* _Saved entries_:
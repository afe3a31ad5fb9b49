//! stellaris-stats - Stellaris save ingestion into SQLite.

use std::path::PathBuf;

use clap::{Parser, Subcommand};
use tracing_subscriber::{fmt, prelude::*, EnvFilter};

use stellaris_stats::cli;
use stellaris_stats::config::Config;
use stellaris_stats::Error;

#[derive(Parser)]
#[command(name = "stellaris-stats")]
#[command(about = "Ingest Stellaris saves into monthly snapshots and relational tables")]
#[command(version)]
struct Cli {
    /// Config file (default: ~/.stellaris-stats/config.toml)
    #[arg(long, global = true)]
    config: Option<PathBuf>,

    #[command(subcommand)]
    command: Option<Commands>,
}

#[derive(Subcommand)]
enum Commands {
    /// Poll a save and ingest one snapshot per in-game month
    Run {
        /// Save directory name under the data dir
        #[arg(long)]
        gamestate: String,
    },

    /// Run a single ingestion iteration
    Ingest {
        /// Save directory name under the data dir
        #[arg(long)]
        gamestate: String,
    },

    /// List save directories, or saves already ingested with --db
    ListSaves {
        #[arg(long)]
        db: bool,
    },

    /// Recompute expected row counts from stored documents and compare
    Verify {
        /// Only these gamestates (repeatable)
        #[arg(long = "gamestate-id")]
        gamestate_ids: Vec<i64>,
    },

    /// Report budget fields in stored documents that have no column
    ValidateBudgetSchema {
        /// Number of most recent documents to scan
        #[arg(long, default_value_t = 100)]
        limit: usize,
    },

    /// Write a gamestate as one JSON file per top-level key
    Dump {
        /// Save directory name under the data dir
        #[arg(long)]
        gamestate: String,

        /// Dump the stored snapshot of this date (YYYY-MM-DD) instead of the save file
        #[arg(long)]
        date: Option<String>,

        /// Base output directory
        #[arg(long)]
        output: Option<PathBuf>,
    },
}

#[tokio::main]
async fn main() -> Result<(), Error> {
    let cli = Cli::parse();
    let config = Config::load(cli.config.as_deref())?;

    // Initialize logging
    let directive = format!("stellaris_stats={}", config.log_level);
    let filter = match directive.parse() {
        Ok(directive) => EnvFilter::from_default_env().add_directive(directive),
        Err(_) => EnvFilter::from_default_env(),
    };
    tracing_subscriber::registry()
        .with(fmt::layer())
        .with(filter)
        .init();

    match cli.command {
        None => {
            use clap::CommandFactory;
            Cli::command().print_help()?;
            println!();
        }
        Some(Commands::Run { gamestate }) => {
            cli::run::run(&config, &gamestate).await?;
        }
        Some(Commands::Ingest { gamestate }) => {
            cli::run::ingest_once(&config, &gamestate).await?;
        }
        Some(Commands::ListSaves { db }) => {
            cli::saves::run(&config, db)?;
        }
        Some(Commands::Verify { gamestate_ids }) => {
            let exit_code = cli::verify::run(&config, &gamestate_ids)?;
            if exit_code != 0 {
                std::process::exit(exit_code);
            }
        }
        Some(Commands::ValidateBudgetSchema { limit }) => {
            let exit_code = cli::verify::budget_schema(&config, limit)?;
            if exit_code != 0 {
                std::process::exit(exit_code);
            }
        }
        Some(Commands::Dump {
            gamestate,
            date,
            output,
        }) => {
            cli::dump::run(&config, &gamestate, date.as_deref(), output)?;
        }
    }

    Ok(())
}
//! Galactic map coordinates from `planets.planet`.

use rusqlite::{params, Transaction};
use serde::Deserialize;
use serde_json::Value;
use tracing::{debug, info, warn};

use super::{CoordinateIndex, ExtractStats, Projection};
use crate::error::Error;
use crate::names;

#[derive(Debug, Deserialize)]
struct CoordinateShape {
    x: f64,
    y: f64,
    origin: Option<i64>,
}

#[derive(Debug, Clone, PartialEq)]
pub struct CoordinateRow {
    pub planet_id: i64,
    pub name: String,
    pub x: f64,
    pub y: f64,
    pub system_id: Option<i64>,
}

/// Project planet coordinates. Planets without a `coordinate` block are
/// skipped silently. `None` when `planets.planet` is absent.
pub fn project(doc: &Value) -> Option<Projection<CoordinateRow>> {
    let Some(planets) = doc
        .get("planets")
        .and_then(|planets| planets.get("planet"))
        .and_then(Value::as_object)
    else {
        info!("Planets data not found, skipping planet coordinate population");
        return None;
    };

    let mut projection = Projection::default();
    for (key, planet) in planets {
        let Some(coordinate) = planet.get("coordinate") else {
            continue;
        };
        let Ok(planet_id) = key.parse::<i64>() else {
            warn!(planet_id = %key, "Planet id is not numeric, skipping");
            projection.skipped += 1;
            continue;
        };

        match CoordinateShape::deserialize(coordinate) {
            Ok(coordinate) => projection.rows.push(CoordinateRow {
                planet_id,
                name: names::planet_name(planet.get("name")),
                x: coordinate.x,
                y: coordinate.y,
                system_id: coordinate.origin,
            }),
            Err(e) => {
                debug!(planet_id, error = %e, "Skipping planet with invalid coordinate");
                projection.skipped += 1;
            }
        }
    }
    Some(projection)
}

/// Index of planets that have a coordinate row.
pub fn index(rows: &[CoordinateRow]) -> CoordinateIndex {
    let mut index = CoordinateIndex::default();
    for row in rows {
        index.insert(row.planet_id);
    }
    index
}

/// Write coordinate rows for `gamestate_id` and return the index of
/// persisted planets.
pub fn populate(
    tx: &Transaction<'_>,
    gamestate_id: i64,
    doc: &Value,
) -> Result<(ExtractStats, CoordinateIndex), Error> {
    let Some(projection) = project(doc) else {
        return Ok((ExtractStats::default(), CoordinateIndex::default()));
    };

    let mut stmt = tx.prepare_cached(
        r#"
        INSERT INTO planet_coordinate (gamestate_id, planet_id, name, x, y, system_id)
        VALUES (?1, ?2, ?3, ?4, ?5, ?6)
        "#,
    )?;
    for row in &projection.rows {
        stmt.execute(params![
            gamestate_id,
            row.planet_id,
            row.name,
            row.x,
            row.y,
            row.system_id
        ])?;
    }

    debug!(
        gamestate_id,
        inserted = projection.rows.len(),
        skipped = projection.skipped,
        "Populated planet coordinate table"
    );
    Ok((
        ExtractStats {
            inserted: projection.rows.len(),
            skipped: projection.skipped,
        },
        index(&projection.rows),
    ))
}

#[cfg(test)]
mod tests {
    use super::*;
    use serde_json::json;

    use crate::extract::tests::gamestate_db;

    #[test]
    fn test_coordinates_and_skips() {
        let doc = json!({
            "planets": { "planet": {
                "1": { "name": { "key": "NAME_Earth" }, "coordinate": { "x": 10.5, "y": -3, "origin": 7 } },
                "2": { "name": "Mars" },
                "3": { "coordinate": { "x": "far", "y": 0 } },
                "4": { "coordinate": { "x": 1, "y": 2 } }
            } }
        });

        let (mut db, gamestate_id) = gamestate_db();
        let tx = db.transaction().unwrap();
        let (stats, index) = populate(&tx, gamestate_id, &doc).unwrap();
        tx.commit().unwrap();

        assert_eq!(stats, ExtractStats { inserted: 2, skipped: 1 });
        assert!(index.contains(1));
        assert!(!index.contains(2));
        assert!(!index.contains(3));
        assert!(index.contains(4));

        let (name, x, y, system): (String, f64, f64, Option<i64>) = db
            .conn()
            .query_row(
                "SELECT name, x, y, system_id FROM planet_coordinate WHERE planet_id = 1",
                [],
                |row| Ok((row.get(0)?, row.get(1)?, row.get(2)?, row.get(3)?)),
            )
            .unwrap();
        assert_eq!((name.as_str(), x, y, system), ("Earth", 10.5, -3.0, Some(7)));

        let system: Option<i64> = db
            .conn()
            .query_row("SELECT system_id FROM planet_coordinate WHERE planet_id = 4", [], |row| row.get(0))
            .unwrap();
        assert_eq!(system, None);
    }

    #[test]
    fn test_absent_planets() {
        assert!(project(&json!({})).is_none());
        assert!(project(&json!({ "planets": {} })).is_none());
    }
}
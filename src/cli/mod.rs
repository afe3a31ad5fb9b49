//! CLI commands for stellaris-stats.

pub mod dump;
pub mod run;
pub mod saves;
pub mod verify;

* _BRIEF_:
Every line in the entries above that mentions the word "Some" must be shown.

* _EXERCISE SOLUTION_:
        Some(Commands::Run { gamestate }) => {
        Some(Commands::Ingest { gamestate }) => {
        Some(Commands::ListSaves { db }) => {
        Some(Commands::Verify { gamestate_ids }) => {
        Some(Commands::ValidateBudgetSchema { limit }) => {
        Some(Commands::Dump {
    let Some(planets) = doc
        let Some(coordinate) = planet.get("coordinate") else {
    Some(projection)
    let Some(projection) = project(doc) else {
        assert_eq!((name.as_str(), x, y, system), ("Earth", 10.5, -3.0, Some(7)));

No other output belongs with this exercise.